● Collected data entries:
// ==========================================
// 整车配置规划 - 概率场景仓储
// ==========================================

use crate::domain::derivation::ClassProbabilities;
use crate::domain::version::ProbabilityScenario;
use crate::repository::error::{RepositoryError, RepositoryResult};
use crate::repository::json_column;
use crate::repository::version_repo::parse_timestamp;
use chrono::Utc;
use rusqlite::{params, Connection, Row};
use std::sync::{Arc, Mutex, MutexGuard};
use uuid::Uuid;

fn map_scenario(row: &Row<'_>) -> rusqlite::Result<ProbabilityScenario> {
    Ok(ProbabilityScenario {
        id: row.get(0)?,
        name: row.get(1)?,
        product_id: row.get(2)?,
        region_id: row.get(3)?,
        input_probabilities: json_column::decode(row, 4)?,
        created_at: parse_timestamp(row, 5)?,
    })
}

pub struct ProbabilityScenarioRepository {
    conn: Arc<Mutex<Connection>>,
}

impl ProbabilityScenarioRepository {
    pub fn from_connection(conn: Arc<Mutex<Connection>>) -> Self {
        Self { conn }
    }

    fn get_conn(&self) -> RepositoryResult<MutexGuard<'_, Connection>> {
        self.conn
            .lock()
            .map_err(|e| RepositoryError::LockError(e.to_string()))
    }

    /// 保存场景 (分配新 uuid)
    pub fn save(
        &self,
        name: &str,
        product_id: Option<&str>,
        region_id: &str,
        inputs: &ClassProbabilities,
    ) -> RepositoryResult<ProbabilityScenario> {
        let scenario = ProbabilityScenario {
            id: Uuid::new_v4().to_string(),
            name: name.to_string(),
            product_id: product_id.map(str::to_string),
            region_id: region_id.to_string(),
            input_probabilities: inputs.clone(),
            created_at: Utc::now(),
        };

        let conn = self.get_conn()?;
        conn.execute(
            "INSERT INTO probability_scenario (
                id, name, product_id, region_id, input_probabilities, created_at
             ) VALUES (?1, ?2, ?3, ?4, ?5, ?6)",
            params![
                scenario.id,
                scenario.name,
                scenario.product_id,
                scenario.region_id,
                json_column::encode(&scenario.input_probabilities)?,
                scenario.created_at.to_rfc3339(),
            ],
        )?;
        Ok(scenario)
    }

    pub fn list(&self) -> RepositoryResult<Vec<ProbabilityScenario>> {
        let conn = self.get_conn()?;
        let mut stmt = conn.prepare(
            "SELECT id, name, product_id, region_id, input_probabilities, created_at
             FROM probability_scenario ORDER BY created_at, id",
        )?;
        let rows = stmt.query_map([], map_scenario)?;
        let scenarios = rows.collect::<rusqlite::Result<Vec<_>>>()?;
        Ok(scenarios)
    }

    pub fn delete(&self, id: &str) -> RepositoryResult<()> {
        let conn = self.get_conn()?;
        if conn.execute("DELETE FROM probability_scenario WHERE id = ?1", params![id])? == 0 {
            return Err(RepositoryError::NotFound {
                entity: "ProbabilityScenario".to_string(),
                id: id.to_string(),
            });
        }
        Ok(())
    }
}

● Problem requirements:
Beginning at the first line of the data above, retype each line until you reach the line containing "use uuid::Uuid;", and include that one too. Add nothing else.

● Exercise result:
// ==========================================
// 整车配置规划 - 概率场景仓储
// ==========================================

use crate::domain::derivation::ClassProbabilities;
use crate::domain::version::ProbabilityScenario;
use crate::repository::error::{RepositoryError, RepositoryResult};
use crate::repository::json_column;
use crate::repository::version_repo::parse_timestamp;
use chrono::Utc;
use rusqlite::{params, Connection, Row};
use std::sync::{Arc, Mutex, MutexGuard};
use uuid::Uuid;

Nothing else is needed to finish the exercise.